The CT-TIME signature, comprising four radiomic features linked to a T-cell inflamed microenvironment, demonstrated robust performance with AUCs (95% CI) of 0.85 (0.73 to 0.96) (training) and 0.78 (0.65 to 0.92) (external validation). CT-TIME scores exhibited positive correlations with CD3, CD8, and CD163 expression. Intrapatient analysis revealed considerable heterogeneity in TIME between tumors, which could not be assessed using biopsies. Evaluation of aggregated per-patient CT-TIME scores highlighted its promising clinical utility for dynamically assessing the immune microenvironment and predicting immunotherapy response across diverse scenarios in advanced cancer. Despite demonstrating progression disease at the first follow-up, patients within the inflamed status group, identified by CT-TIME, exhibited significantly prolonged progression-free survival (PFS), with some surpassing 5 months, suggesting a potential phenomenon of pseudoprogression. Cox models using aggregated CT-TIME scores from baseline images revealed a statistically significant reduction in the risk of PFS in the pan-cancer cohort (HR 0.62, 95% CI 0.44 to 0.88, p=0.007), and Kaplan-Meier analysis further confirmed substantial differences in PFS between patients with inflamed and uninflamed status (log-rank test p=0.009).

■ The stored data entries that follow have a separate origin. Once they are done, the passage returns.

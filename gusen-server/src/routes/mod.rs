pub mod v1;

use axum::Router;
use gusen_model::routes::v1::ROOT;

use crate::infra::app_state::AppState;

/// Create the main API router with all versions
pub fn create_api_router(state: AppState) -> Router<AppState> {
    Router::new().nest(ROOT, v1::create_v1_router(state))
}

The signature holds promise for impacting clinical decision-making, pan-cancer patient stratification, and treatment outcomes in immune checkpoint therapies.
免疫检查点抑制剂(ICI)的疗效取决于肿瘤免疫微环境(TIME),尤其倾向于T细胞炎症性TIME。然而,通过活检进行基于组织的评估存在挑战,这促使人们探索非侵入性替代方法,如放射组学,以全面评估多种癌症中的TIME。为应对这些挑战,我们通过将放射组学与T细胞炎症性基因表达谱相结合,开发了一种ICI反应特征。
我们对放射组学在TIME评估中的效用进行了泛癌研究,纳入了428例患者的1360个肿瘤。利用对比增强CT图像,我们通过RNA基因表达分析,使用T细胞炎症性基因表达特征来表征TIME。随后,开发了一种预测炎症性TIME的泛癌CT放射组学特征(CT-TIME)并进行了外部验证。采用机器学习来选择稳健的放射组学特征并预测炎症性TIME。该研究还整合了具有纵向CT图像、基线活检和综合免疫组化评估的独立队列,以评估CT-TIME的泛癌生物学关联、时空格局和临床效用。
CT-TIME特征由与T细胞炎症性微环境相关的四个放射组学特征组成,在训练集(AUC [95%CI]为0.85 [0.73至0.96])和外部验证集(AUC [95%CI]为0.78 [0.65至0.92])中表现出稳健的性能。CT-TIME评分与CD3、CD8和CD163表达呈正相关。患者内分析显示肿瘤之间的TIME存在相当大的异质性,这无法通过活检进行评估。对每位患者的汇总CT-TIME评分进行评估,突出了其在动态评估免疫微环境和预测晚期癌症不同情况下免疫治疗反应方面的临床应用前景。尽管在首次随访时显示疾病进展,但通过CT-TIME确定的炎症状态组患者的无进展生存期(PFS)显著延长,部分患者超过5个月,提示可能存在假性进展现象。使用基线图像的汇总CT-TIME评分的Cox模型显示,泛癌队列中PFS风险有统计学意义的降低(HR 0.62,95%CI 0.44至0.88,p = 0.007),Kaplan-Meier分析进一步证实了炎症状态和非炎症状态患者之间PFS的显著差异(对数秩检验p = 0.009)。
该特征有望影响免疫检查点治疗中的临床决策、泛癌患者分层和治疗结果。